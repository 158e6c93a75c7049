//! Configuration type definitions for TriggerClaw
//!
//! This module defines all configuration structs used throughout the runtime.
//! All types implement serde traits for JSON serialization and have sensible
//! defaults.

use serde::{Deserialize, Serialize};

/// Main configuration struct for TriggerClaw
#[derive(Debug, Clone, Serialize, Deserialize, Default)]
#[serde(default)]
pub struct Config {
    /// Agent loop configuration (step bound, execute retry policy)
    pub agent: AgentConfig,
    /// Trigger subscriber configuration (reconnect backoff, dedup cache)
    pub subscriber: SubscriberConfig,
    /// Session lifecycle configuration
    pub session: SessionConfig,
    /// Tool router (catalog) API configuration
    pub router: RouterConfig,
    /// Reasoning engine (planner) API configuration
    pub planner: PlannerConfig,
    /// Conversation history configuration
    pub history: HistoryConfig,
    /// Logging configuration
    pub logging: LoggingConfig,
}

// ============================================================================
// Agent Configuration
// ============================================================================

/// Agent loop configuration.
#[derive(Debug, Clone, Serialize, Deserialize)]
#[serde(default)]
pub struct AgentConfig {
    /// Hard maximum number of turns per run. Runs that have not stopped by
    /// then fail with a step-limit condition.
    pub max_steps: u32,
    /// Maximum retries for a retryable tool execution failure.
    pub execute_max_retries: u32,
    /// Base delay in milliseconds for execute retry backoff.
    pub retry_base_delay_ms: u64,
    /// Maximum delay cap in milliseconds for execute retry backoff.
    pub retry_max_delay_ms: u64,
    /// Timeout in seconds for one reasoning step.
    pub planner_timeout_secs: u64,
}

impl Default for AgentConfig {
    fn default() -> Self {
        Self {
            max_steps: 12,
            execute_max_retries: 3,
            retry_base_delay_ms: 500,
            retry_max_delay_ms: 10_000,
            planner_timeout_secs: 60,
        }
    }
}

// ============================================================================
// Subscriber Configuration
// ============================================================================

/// Trigger subscriber configuration.
#[derive(Debug, Clone, Serialize, Deserialize)]
#[serde(default)]
pub struct SubscriberConfig {
    /// Trigger identifier to subscribe to (dashboard-configured). Omit to
    /// receive every trigger the credential can see.
    pub trigger_id: Option<String>,
    /// Long-poll request timeout in seconds.
    pub poll_timeout_secs: u64,
    /// Base delay in milliseconds for reconnect backoff.
    pub reconnect_base_delay_ms: u64,
    /// Maximum delay cap in milliseconds for reconnect backoff.
    pub reconnect_max_delay_ms: u64,
    /// Maximum retries for dispatching one accepted event downstream.
    pub dispatch_max_retries: u32,
    /// Maximum number of recently seen event ids kept for deduplication.
    pub dedup_capacity: usize,
    /// How long a seen event id suppresses duplicates, in seconds.
    pub dedup_ttl_secs: u64,
    /// The assistant's own address. Events whose sender matches are skipped
    /// so the assistant never processes its own replies.
    pub self_address: Option<String>,
}

impl Default for SubscriberConfig {
    fn default() -> Self {
        Self {
            trigger_id: None,
            poll_timeout_secs: 55,
            reconnect_base_delay_ms: 1000,
            reconnect_max_delay_ms: 60_000,
            dispatch_max_retries: 3,
            dedup_capacity: 1024,
            dedup_ttl_secs: 3600,
            self_address: None,
        }
    }
}

// ============================================================================
// Session Configuration
// ============================================================================

/// Session lifecycle configuration.
#[derive(Debug, Clone, Serialize, Deserialize)]
#[serde(default)]
pub struct SessionConfig {
    /// Timeout in seconds for one session creation call.
    pub create_timeout_secs: u64,
    /// Maximum retries for a failed session creation before the run fails.
    pub create_max_retries: u32,
    /// Fallback lifetime in seconds when the router response carries no
    /// expiry.
    pub default_ttl_secs: u64,
}

impl Default for SessionConfig {
    fn default() -> Self {
        Self {
            create_timeout_secs: 30,
            create_max_retries: 3,
            default_ttl_secs: 3600,
        }
    }
}

// ============================================================================
// Router Configuration
// ============================================================================

/// Tool router (catalog) API configuration.
#[derive(Debug, Clone, Serialize, Deserialize)]
#[serde(default)]
pub struct RouterConfig {
    /// API key for the tool router. Required to start.
    pub api_key: Option<String>,
    /// Base URL for the tool router API.
    pub api_base: String,
    /// Timeout in seconds for one catalog round-trip.
    pub request_timeout_secs: u64,
    /// Tool id used by the response dispatcher to reply on a thread.
    pub reply_tool_id: String,
}

impl Default for RouterConfig {
    fn default() -> Self {
        Self {
            api_key: None,
            api_base: "https://api.toolrouter.dev/v1".to_string(),
            request_timeout_secs: 30,
            reply_tool_id: "email_reply_to_thread".to_string(),
        }
    }
}

// ============================================================================
// Planner Configuration
// ============================================================================

/// Reasoning engine (planner) API configuration.
#[derive(Debug, Clone, Serialize, Deserialize)]
#[serde(default)]
pub struct PlannerConfig {
    /// API key for the reasoning engine. Required to start.
    pub api_key: Option<String>,
    /// Base URL for the chat-completions API.
    pub api_base: String,
    /// Model identifier.
    pub model: String,
    /// Maximum tokens for one planning response.
    pub max_tokens: u32,
    /// Sampling temperature.
    pub temperature: f32,
}

impl Default for PlannerConfig {
    fn default() -> Self {
        Self {
            api_key: None,
            api_base: "https://api.openai.com/v1".to_string(),
            model: "gpt-4o".to_string(),
            max_tokens: 1024,
            temperature: 0.2,
        }
    }
}

// ============================================================================
// History Configuration
// ============================================================================

/// Conversation history configuration.
#[derive(Debug, Clone, Serialize, Deserialize)]
#[serde(default)]
pub struct HistoryConfig {
    /// Whether per-thread conversation history is loaded and saved.
    pub enabled: bool,
    /// Number of most recent history entries fed back into planning.
    pub recent_window: usize,
}

impl Default for HistoryConfig {
    fn default() -> Self {
        Self {
            enabled: true,
            recent_window: 10,
        }
    }
}

// ============================================================================
// Logging Configuration
// ============================================================================

/// Logging output format.
#[derive(Debug, Clone, Copy, PartialEq, Eq, Serialize, Deserialize)]
#[serde(rename_all = "lowercase")]
pub enum LogFormat {
    /// Multi-line human-readable output for local debugging
    Pretty,
    /// Single-line text, the default for listen mode
    Compact,
    /// Structured JSON lines for log aggregators
    Json,
}

/// Logging configuration.
#[derive(Debug, Clone, Serialize, Deserialize)]
#[serde(default)]
pub struct LoggingConfig {
    /// Output format.
    pub format: LogFormat,
    /// Default level filter when RUST_LOG is unset.
    pub level: String,
    /// Optional log file path (JSON format only).
    pub file: Option<String>,
}

impl Default for LoggingConfig {
    fn default() -> Self {
        Self {
            format: LogFormat::Compact,
            level: "info".to_string(),
            file: None,
        }
    }
}

#[cfg(test)]
mod tests {
    use super::*;

    #[test]
    fn test_default_config() {
        let config = Config::default();
        assert_eq!(config.agent.max_steps, 12);
        assert_eq!(config.subscriber.dedup_capacity, 1024);
        assert_eq!(config.session.create_max_retries, 3);
        assert!(config.router.api_key.is_none());
        assert!(config.planner.api_key.is_none());
        assert!(config.history.enabled);
    }

    #[test]
    fn test_config_roundtrip() {
        let mut config = Config::default();
        config.router.api_key = Some("rk-test".into());
        config.planner.model = "gpt-4o-mini".into();

        let json = serde_json::to_string(&config).unwrap();
        let restored: Config = serde_json::from_str(&json).unwrap();

        assert_eq!(restored.router.api_key.as_deref(), Some("rk-test"));
        assert_eq!(restored.planner.model, "gpt-4o-mini");
    }

    #[test]
    fn test_partial_config_uses_defaults() {
        let config: Config =
            serde_json::from_str(r#"{"agent":{"max_steps":5}}"#).unwrap();
        assert_eq!(config.agent.max_steps, 5);
        // Everything else defaulted
        assert_eq!(config.agent.execute_max_retries, 3);
        assert_eq!(config.subscriber.poll_timeout_secs, 55);
    }

    #[test]
    fn test_log_format_deserialize() {
        let cfg: LoggingConfig =
            serde_json::from_str(r#"{"format":"json","level":"debug"}"#).unwrap();
        assert_eq!(cfg.format, LogFormat::Json);
        assert_eq!(cfg.level, "debug");
    }

    #[test]
    fn test_subscriber_defaults() {
        let cfg = SubscriberConfig::default();
        assert!(cfg.trigger_id.is_none());
        assert!(cfg.self_address.is_none());
        assert_eq!(cfg.reconnect_base_delay_ms, 1000);
        assert_eq!(cfg.reconnect_max_delay_ms, 60_000);
    }
}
--- --- ---
The task: In the material above, transcribe exactly the lines beginning at the one with "for listen mode" and ending at the one with "impl Default for LoggingConfig", both included.

Result of this task:
    /// Single-line text, the default for listen mode
    Compact,
    /// Structured JSON lines for log aggregators
    Json,
}

/// Logging configuration.
#[derive(Debug, Clone, Serialize, Deserialize)]
#[serde(default)]
pub struct LoggingConfig {
    /// Output format.
    pub format: LogFormat,
    /// Default level filter when RUST_LOG is unset.
    pub level: String,
    /// Optional log file path (JSON format only).
    pub file: Option<String>,
}

impl Default for LoggingConfig {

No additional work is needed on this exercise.